----- Extracted data -----

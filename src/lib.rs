//! Metalist - a layered plugin-metadata store with conditional filtering
//!
//! Metalist maintains two tiers of metadata about named plugins: an
//! authoritative, externally-distributed masterlist and a locally edited
//! userlist. Queries overlay the userlist on the masterlist and, on request,
//! filter the result through boolean conditions evaluated against the
//! installed state of a target directory.
//!
//! # Architecture
//!
//! The codebase follows a strict layered architecture:
//!
//! - [`cli`] - Command-line interface layer (parses args, delegates to the store)
//! - [`core`] - Domain types, config, metadata schema, lists, and the store
//! - [`condition`] - Condition cache, expression parser, and evaluator
//! - [`remote`] - Abstraction for masterlist distribution (git v1)
//! - [`export`] - Minimal-list projection for third-party consumers
//! - [`ui`] - Output formatting utilities
//!
//! # Correctness Invariants
//!
//! Metalist maintains the following invariants:
//!
//! 1. A list holds at most one metadata record per case-insensitive name
//! 2. Loading either fully succeeds or leaves prior content untouched
//! 3. Mutations target the userlist only; the masterlist is replaced wholesale
//! 4. Condition results are cached until the caller explicitly invalidates

pub mod cli;
pub mod condition;
pub mod core;
pub mod export;
pub mod remote;
pub mod ui;
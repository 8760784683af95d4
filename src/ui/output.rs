//! ui::output
//!
//! Output formatting and display.
//!
//! # Design
//!
//! Output is formatted consistently and respects the quiet flag.
//! When `--json` is enabled, command handlers render serde_json instead
//! of calling these helpers.

use std::fmt::Display;

use crate::core::metadata::schema::{Message, Severity};

/// Output verbosity level.
#[derive(Debug, Clone, Copy, PartialEq, Eq)]
pub enum Verbosity {
    /// Quiet mode - minimal output
    Quiet,
    /// Normal mode - standard output
    Normal,
    /// Debug mode - verbose output
    Debug,
}

impl Verbosity {
    /// Create verbosity from flags.
    pub fn from_flags(quiet: bool, debug: bool) -> Self {
        if quiet {
            Verbosity::Quiet
        } else if debug {
            Verbosity::Debug
        } else {
            Verbosity::Normal
        }
    }
}

/// Print a message (respects quiet mode).
pub fn print(message: impl Display, verbosity: Verbosity) {
    if verbosity != Verbosity::Quiet {
        println!("{}", message);
    }
}

/// Print an error message (always shown).
pub fn error(message: impl Display) {
    eprintln!("error: {}", message);
}

/// Print a warning message (respects quiet mode).
pub fn warn(message: impl Display, verbosity: Verbosity) {
    if verbosity != Verbosity::Quiet {
        eprintln!("warning: {}", message);
    }
}

/// One-line rendering of a metadata message.
pub fn render_message(message: &Message) -> String {
    format!("{}: {}", severity_label(message.severity), message.text)
}

/// Short label for a severity.
pub fn severity_label(severity: Severity) -> &'static str {
    match severity {
        Severity::Say => "note",
        Severity::Warn => "warning",
        Severity::Error => "error",
    }
}
use anyhow::Result;

fn main() -> Result<()> {
    // --debug raises the default log level; RUST_LOG always wins.
    let default_level = if std::env::args().any(|arg| arg == "--debug") {
        "debug"
    } else {
        "warn"
    };
    env_logger::Builder::from_env(env_logger::Env::default().default_filter_or(default_level))
        .format_timestamp(None)
        .init();

    metalist::cli::run()
}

-----

Assignment
Across the entries, how many lines contain the word "remote"? State that number and nothing else.

Expected answer
2